§ **TASK REQUIREMENTS**:
All of the records must come back exactly as they were given.

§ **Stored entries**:

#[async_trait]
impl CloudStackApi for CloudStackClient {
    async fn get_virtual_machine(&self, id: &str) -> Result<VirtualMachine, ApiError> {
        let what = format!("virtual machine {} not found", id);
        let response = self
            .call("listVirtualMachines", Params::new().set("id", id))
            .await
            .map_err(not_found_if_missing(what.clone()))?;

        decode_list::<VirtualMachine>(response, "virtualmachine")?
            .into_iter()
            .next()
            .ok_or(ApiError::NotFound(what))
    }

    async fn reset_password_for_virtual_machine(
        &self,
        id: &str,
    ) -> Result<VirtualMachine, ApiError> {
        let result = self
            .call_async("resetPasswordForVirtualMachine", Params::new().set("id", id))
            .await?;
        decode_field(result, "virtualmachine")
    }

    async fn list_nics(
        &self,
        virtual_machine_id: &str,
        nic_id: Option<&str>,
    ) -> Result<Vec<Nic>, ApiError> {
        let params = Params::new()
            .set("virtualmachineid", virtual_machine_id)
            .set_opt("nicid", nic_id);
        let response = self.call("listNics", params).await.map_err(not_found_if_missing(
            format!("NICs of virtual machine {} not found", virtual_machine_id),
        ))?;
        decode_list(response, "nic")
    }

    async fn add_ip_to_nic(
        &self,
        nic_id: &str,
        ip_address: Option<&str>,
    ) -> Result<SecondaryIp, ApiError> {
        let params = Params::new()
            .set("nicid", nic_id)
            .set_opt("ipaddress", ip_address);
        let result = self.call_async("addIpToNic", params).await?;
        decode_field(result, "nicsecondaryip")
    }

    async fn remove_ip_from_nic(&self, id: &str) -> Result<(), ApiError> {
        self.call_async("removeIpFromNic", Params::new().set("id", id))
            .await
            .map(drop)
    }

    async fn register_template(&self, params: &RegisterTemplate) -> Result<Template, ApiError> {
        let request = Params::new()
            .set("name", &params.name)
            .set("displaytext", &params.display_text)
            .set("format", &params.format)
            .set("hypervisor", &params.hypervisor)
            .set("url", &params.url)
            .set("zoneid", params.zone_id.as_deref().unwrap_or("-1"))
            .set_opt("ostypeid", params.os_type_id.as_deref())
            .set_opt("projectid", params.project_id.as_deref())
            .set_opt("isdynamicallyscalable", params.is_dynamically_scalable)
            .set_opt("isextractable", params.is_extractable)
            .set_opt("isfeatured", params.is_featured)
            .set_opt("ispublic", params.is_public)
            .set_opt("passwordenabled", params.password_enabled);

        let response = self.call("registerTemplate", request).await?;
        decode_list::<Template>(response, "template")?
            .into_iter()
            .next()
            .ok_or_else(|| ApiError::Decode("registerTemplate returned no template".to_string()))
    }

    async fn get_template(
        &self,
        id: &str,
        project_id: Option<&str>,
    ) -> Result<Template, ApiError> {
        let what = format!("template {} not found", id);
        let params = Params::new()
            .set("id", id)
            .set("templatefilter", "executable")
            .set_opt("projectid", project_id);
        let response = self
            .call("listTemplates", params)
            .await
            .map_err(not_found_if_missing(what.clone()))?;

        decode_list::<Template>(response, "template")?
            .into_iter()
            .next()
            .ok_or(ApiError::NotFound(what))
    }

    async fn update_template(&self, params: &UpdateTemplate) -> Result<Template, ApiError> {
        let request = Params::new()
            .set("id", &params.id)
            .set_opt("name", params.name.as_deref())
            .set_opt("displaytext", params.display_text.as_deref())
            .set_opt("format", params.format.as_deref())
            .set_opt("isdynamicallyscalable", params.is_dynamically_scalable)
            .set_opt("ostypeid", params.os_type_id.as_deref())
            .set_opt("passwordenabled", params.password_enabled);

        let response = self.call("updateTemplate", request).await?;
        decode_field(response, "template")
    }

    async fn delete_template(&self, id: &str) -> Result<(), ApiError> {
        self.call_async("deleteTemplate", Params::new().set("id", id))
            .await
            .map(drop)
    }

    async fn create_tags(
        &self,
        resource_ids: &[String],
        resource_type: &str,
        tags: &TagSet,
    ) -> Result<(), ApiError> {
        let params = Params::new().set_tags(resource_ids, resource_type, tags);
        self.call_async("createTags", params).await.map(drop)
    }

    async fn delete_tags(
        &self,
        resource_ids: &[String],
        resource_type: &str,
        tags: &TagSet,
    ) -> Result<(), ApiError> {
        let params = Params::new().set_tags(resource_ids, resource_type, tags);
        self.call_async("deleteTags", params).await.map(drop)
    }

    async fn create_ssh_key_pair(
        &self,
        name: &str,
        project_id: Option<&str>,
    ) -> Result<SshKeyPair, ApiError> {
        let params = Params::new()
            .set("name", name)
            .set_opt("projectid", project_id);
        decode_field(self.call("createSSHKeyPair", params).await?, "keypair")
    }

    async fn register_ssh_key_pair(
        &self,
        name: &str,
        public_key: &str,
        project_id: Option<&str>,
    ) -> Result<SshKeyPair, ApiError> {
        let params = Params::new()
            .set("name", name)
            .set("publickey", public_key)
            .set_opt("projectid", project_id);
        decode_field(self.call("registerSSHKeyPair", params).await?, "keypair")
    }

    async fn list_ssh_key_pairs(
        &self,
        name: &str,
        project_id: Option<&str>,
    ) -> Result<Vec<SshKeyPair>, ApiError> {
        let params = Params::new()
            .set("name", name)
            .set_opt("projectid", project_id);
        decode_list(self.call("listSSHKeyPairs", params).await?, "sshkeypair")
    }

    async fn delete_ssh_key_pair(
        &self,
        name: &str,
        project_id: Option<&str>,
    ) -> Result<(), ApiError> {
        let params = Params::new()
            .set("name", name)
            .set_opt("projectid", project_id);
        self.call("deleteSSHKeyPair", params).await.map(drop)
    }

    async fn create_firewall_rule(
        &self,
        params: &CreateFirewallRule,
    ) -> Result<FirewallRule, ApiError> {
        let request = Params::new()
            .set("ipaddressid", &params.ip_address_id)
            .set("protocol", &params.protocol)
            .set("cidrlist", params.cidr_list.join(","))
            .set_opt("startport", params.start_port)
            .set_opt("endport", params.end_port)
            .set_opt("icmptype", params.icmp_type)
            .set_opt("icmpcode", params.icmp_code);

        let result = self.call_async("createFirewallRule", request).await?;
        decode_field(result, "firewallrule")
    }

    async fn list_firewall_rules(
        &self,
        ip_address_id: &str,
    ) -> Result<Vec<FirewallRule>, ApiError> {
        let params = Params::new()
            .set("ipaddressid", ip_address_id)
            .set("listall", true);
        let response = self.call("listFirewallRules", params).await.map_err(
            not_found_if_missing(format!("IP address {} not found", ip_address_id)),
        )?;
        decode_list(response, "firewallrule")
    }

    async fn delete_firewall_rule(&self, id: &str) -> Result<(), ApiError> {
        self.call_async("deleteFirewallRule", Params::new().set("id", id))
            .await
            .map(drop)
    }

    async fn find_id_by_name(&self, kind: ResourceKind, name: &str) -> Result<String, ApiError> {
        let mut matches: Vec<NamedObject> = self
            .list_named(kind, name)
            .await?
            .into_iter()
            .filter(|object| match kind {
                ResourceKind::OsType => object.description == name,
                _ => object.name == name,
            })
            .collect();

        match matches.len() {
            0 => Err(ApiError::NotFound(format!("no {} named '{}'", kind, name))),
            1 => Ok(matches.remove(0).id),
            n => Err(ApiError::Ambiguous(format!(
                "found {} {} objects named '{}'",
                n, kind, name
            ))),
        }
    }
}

§ **RESULT OF THE TASK**:
#[async_trait]
impl CloudStackApi for CloudStackClient {
    async fn get_virtual_machine(&self, id: &str) -> Result<VirtualMachine, ApiError> {
        let what = format!("virtual machine {} not found", id);
        let response = self
            .call("listVirtualMachines", Params::new().set("id", id))
            .await
            .map_err(not_found_if_missing(what.clone()))?;

        decode_list::<VirtualMachine>(response, "virtualmachine")?
            .into_iter()
            .next()
            .ok_or(ApiError::NotFound(what))
    }

    async fn reset_password_for_virtual_machine(
        &self,
        id: &str,
    ) -> Result<VirtualMachine, ApiError> {
        let result = self
            .call_async("resetPasswordForVirtualMachine", Params::new().set("id", id))
            .await?;
        decode_field(result, "virtualmachine")
    }

    async fn list_nics(
        &self,
        virtual_machine_id: &str,
        nic_id: Option<&str>,
    ) -> Result<Vec<Nic>, ApiError> {
        let params = Params::new()
            .set("virtualmachineid", virtual_machine_id)
            .set_opt("nicid", nic_id);
        let response = self.call("listNics", params).await.map_err(not_found_if_missing(
            format!("NICs of virtual machine {} not found", virtual_machine_id),
        ))?;
        decode_list(response, "nic")
    }

    async fn add_ip_to_nic(
        &self,
        nic_id: &str,
        ip_address: Option<&str>,
    ) -> Result<SecondaryIp, ApiError> {
        let params = Params::new()
            .set("nicid", nic_id)
            .set_opt("ipaddress", ip_address);
        let result = self.call_async("addIpToNic", params).await?;
        decode_field(result, "nicsecondaryip")
    }

    async fn remove_ip_from_nic(&self, id: &str) -> Result<(), ApiError> {
        self.call_async("removeIpFromNic", Params::new().set("id", id))
            .await
            .map(drop)
    }

    async fn register_template(&self, params: &RegisterTemplate) -> Result<Template, ApiError> {
        let request = Params::new()
            .set("name", &params.name)
            .set("displaytext", &params.display_text)
            .set("format", &params.format)
            .set("hypervisor", &params.hypervisor)
            .set("url", &params.url)
            .set("zoneid", params.zone_id.as_deref().unwrap_or("-1"))
            .set_opt("ostypeid", params.os_type_id.as_deref())
            .set_opt("projectid", params.project_id.as_deref())
            .set_opt("isdynamicallyscalable", params.is_dynamically_scalable)
            .set_opt("isextractable", params.is_extractable)
            .set_opt("isfeatured", params.is_featured)
            .set_opt("ispublic", params.is_public)
            .set_opt("passwordenabled", params.password_enabled);

        let response = self.call("registerTemplate", request).await?;
        decode_list::<Template>(response, "template")?
            .into_iter()
            .next()
            .ok_or_else(|| ApiError::Decode("registerTemplate returned no template".to_string()))
    }

    async fn get_template(
        &self,
        id: &str,
        project_id: Option<&str>,
    ) -> Result<Template, ApiError> {
        let what = format!("template {} not found", id);
        let params = Params::new()
            .set("id", id)
            .set("templatefilter", "executable")
            .set_opt("projectid", project_id);
        let response = self
            .call("listTemplates", params)
            .await
            .map_err(not_found_if_missing(what.clone()))?;

        decode_list::<Template>(response, "template")?
            .into_iter()
            .next()
            .ok_or(ApiError::NotFound(what))
    }

    async fn update_template(&self, params: &UpdateTemplate) -> Result<Template, ApiError> {
        let request = Params::new()
            .set("id", &params.id)
            .set_opt("name", params.name.as_deref())
            .set_opt("displaytext", params.display_text.as_deref())
            .set_opt("format", params.format.as_deref())
            .set_opt("isdynamicallyscalable", params.is_dynamically_scalable)
            .set_opt("ostypeid", params.os_type_id.as_deref())
            .set_opt("passwordenabled", params.password_enabled);

        let response = self.call("updateTemplate", request).await?;
        decode_field(response, "template")
    }

    async fn delete_template(&self, id: &str) -> Result<(), ApiError> {
        self.call_async("deleteTemplate", Params::new().set("id", id))
            .await
            .map(drop)
    }

    async fn create_tags(
        &self,
        resource_ids: &[String],
        resource_type: &str,
        tags: &TagSet,
    ) -> Result<(), ApiError> {
        let params = Params::new().set_tags(resource_ids, resource_type, tags);
        self.call_async("createTags", params).await.map(drop)
    }

    async fn delete_tags(
        &self,
        resource_ids: &[String],
        resource_type: &str,
        tags: &TagSet,
    ) -> Result<(), ApiError> {
        let params = Params::new().set_tags(resource_ids, resource_type, tags);
        self.call_async("deleteTags", params).await.map(drop)
    }

    async fn create_ssh_key_pair(
        &self,
        name: &str,
        project_id: Option<&str>,
    ) -> Result<SshKeyPair, ApiError> {
        let params = Params::new()
            .set("name", name)
            .set_opt("projectid", project_id);
        decode_field(self.call("createSSHKeyPair", params).await?, "keypair")
    }

    async fn register_ssh_key_pair(
        &self,
        name: &str,
        public_key: &str,
        project_id: Option<&str>,
    ) -> Result<SshKeyPair, ApiError> {
        let params = Params::new()
            .set("name", name)
            .set("publickey", public_key)
            .set_opt("projectid", project_id);
        decode_field(self.call("registerSSHKeyPair", params).await?, "keypair")
    }

    async fn list_ssh_key_pairs(
        &self,
        name: &str,
        project_id: Option<&str>,
    ) -> Result<Vec<SshKeyPair>, ApiError> {
        let params = Params::new()
            .set("name", name)
            .set_opt("projectid", project_id);
        decode_list(self.call("listSSHKeyPairs", params).await?, "sshkeypair")
    }

    async fn delete_ssh_key_pair(
        &self,
        name: &str,
        project_id: Option<&str>,
    ) -> Result<(), ApiError> {
        let params = Params::new()
            .set("name", name)
            .set_opt("projectid", project_id);
        self.call("deleteSSHKeyPair", params).await.map(drop)
    }

    async fn create_firewall_rule(
        &self,
        params: &CreateFirewallRule,
    ) -> Result<FirewallRule, ApiError> {
        let request = Params::new()
            .set("ipaddressid", &params.ip_address_id)
            .set("protocol", &params.protocol)
            .set("cidrlist", params.cidr_list.join(","))
            .set_opt("startport", params.start_port)
            .set_opt("endport", params.end_port)
            .set_opt("icmptype", params.icmp_type)
            .set_opt("icmpcode", params.icmp_code);

        let result = self.call_async("createFirewallRule", request).await?;
        decode_field(result, "firewallrule")
    }

    async fn list_firewall_rules(
        &self,
        ip_address_id: &str,
    ) -> Result<Vec<FirewallRule>, ApiError> {
        let params = Params::new()
            .set("ipaddressid", ip_address_id)
            .set("listall", true);
        let response = self.call("listFirewallRules", params).await.map_err(
            not_found_if_missing(format!("IP address {} not found", ip_address_id)),
        )?;
        decode_list(response, "firewallrule")
    }

    async fn delete_firewall_rule(&self, id: &str) -> Result<(), ApiError> {
        self.call_async("deleteFirewallRule", Params::new().set("id", id))
            .await
            .map(drop)
    }

    async fn find_id_by_name(&self, kind: ResourceKind, name: &str) -> Result<String, ApiError> {
        let mut matches: Vec<NamedObject> = self
            .list_named(kind, name)
            .await?
            .into_iter()
            .filter(|object| match kind {
                ResourceKind::OsType => object.description == name,
                _ => object.name == name,
            })
            .collect();

        match matches.len() {
            0 => Err(ApiError::NotFound(format!("no {} named '{}'", kind, name))),
            1 => Ok(matches.remove(0).id),
            n => Err(ApiError::Ambiguous(format!(
                "found {} {} objects named '{}'",
                n, kind, name
            ))),
        }
    }
}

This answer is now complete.